Exercise objective: Across the records, find how many lines include the string "struct" and answer with only the figure.

(Collected data)
BEGIN
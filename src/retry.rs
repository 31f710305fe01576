//! Exponential-backoff retry wrapper for fallible async operations.
//!
//! Retryability is decided per error through the [`Retryable`] trait: a known
//! network error code, a transient HTTP status, or a tell-tale message.

use std::future::Future;
use std::time::Duration;

use rand::Rng;

// ---

/// Network error codes worth retrying.
pub const RETRYABLE_CODES: &[&str] = &[
    "ECONNRESET",
    "ETIMEDOUT",
    "ENOTFOUND",
    "ECONNREFUSED",
    "EHOSTUNREACH",
    "EPIPE",
    "EAI_AGAIN",
];

/// HTTP statuses worth retrying.
pub const RETRYABLE_STATUSES: &[u16] = &[408, 429, 500, 502, 503, 504];

/// Lower-cased message fragments that mark an error as transient.
pub const RETRYABLE_MESSAGES: &[&str] = &[
    "network",
    "timeout",
    "connection",
    "econnreset",
    "socket hang up",
];

/// Classification hooks for errors passed through [`RetryHandler`].
pub trait Retryable: std::fmt::Display {
    /// errno-style code of the underlying failure, if any.
    fn error_code(&self) -> Option<&'static str> {
        None
    }

    /// HTTP status of the failed response, if any.
    fn http_status(&self) -> Option<u16> {
        None
    }

    /// Failures no retry can fix, such as a request that could not be built.
    fn is_permanent(&self) -> bool {
        false
    }

    /// Text matched against [`RETRYABLE_MESSAGES`]; `None` skips the message check.
    fn retry_message(&self) -> Option<String> {
        Some(self.to_string())
    }

    fn is_retryable(&self) -> bool {
        // ---
        if self.is_permanent() {
            return false;
        }
        if let Some(code) = self.error_code() {
            if RETRYABLE_CODES.contains(&code) {
                return true;
            }
        }
        if let Some(status) = self.http_status() {
            if RETRYABLE_STATUSES.contains(&status) {
                return true;
            }
        }
        self.retry_message().is_some_and(|message| {
            let message = message.to_lowercase();
            RETRYABLE_MESSAGES.iter().any(|m| message.contains(m))
        })
    }
}

/// Backoff parameters.
#[derive(Debug, Clone)]
pub struct RetryPolicy {
    // ---
    /// Retries after the first attempt.
    pub max_retries: u32,
    pub initial_delay: Duration,
    pub max_delay: Duration,
    /// Upper bound (exclusive) of the random jitter added to each delay.
    pub jitter_max: Duration,
}

impl Default for RetryPolicy {
    fn default() -> Self {
        Self {
            max_retries: 3,
            initial_delay: Duration::from_millis(1000),
            max_delay: Duration::from_millis(30_000),
            jitter_max: Duration::from_millis(1000),
        }
    }
}

/// Failure returned by [`RetryHandler::execute`].
#[derive(Debug, thiserror::Error)]
pub enum RetryError<E>
where
    E: std::error::Error + 'static,
{
    /// Every attempt failed with a retryable error.
    #[error("operation failed after {retries} retries: {source}")]
    Exhausted {
        retries: u32,
        #[source]
        source: E,
    },

    /// The first failure was not retryable.
    #[error(transparent)]
    Fatal(E),
}

impl<E> RetryError<E>
where
    E: std::error::Error + 'static,
{
    /// The error of the final attempt.
    pub fn last_error(&self) -> &E {
        match self {
            RetryError::Exhausted { source, .. } => source,
            RetryError::Fatal(e) => e,
        }
    }

    pub fn into_inner(self) -> E {
        match self {
            RetryError::Exhausted { source, .. } => source,
            RetryError::Fatal(e) => e,
        }
    }
}

/// Runs an operation until it succeeds, fails non-retryably, or runs out of retries.
#[derive(Debug, Clone)]
pub struct RetryHandler {
    policy: RetryPolicy,
}

impl RetryHandler {
    pub fn new(policy: RetryPolicy) -> Self {
        Self { policy }
    }

    pub fn policy(&self) -> &RetryPolicy {
        &self.policy
    }

    /// Same policy, capped to `max_attempts` total attempts.
    pub fn with_max_attempts(&self, max_attempts: u32) -> Self {
        // ---
        let mut policy = self.policy.clone();
        policy.max_retries = policy.max_retries.min(max_attempts.saturating_sub(1));
        Self { policy }
    }

    /// Delay before retry number `attempt` (0-based), without jitter.
    pub fn base_delay(&self, attempt: u32) -> Duration {
        // ---
        let factor = 2u32.saturating_pow(attempt);
        self.policy
            .initial_delay
            .saturating_mul(factor)
            .min(self.policy.max_delay)
    }

    fn delay(&self, attempt: u32) -> Duration {
        // ---
        let jitter_ms = self.policy.jitter_max.as_millis() as u64;
        let jitter = if jitter_ms == 0 {
            Duration::ZERO
        } else {
            Duration::from_millis(rand::rng().random_range(0..jitter_ms))
        };
        self.base_delay(attempt) + jitter
    }

    /// Run `op`, retrying retryable failures with exponential backoff.
    pub async fn execute<T, E, F, Fut>(&self, mut op: F) -> Result<T, RetryError<E>>
    where
        F: FnMut() -> Fut,
        Fut: Future<Output = Result<T, E>>,
        E: Retryable + std::error::Error + 'static,
    {
        // ---
        let mut attempt = 0;
        loop {
            match op().await {
                Ok(value) => return Ok(value),
                Err(e) if !e.is_retryable() => return Err(RetryError::Fatal(e)),
                Err(e) if attempt >= self.policy.max_retries => {
                    return Err(RetryError::Exhausted {
                        retries: attempt,
                        source: e,
                    });
                }
                Err(e) => {
                    let delay = self.delay(attempt);
                    tracing::warn!(
                        attempt = attempt + 1,
                        max_retries = self.policy.max_retries,
                        delay_ms = delay.as_millis() as u64,
                        error = %e,
                        "Retryable failure, backing off"
                    );
                    tokio::time::sleep(delay).await;
                    attempt += 1;
                }
            }
        }
    }
}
END
Result: 2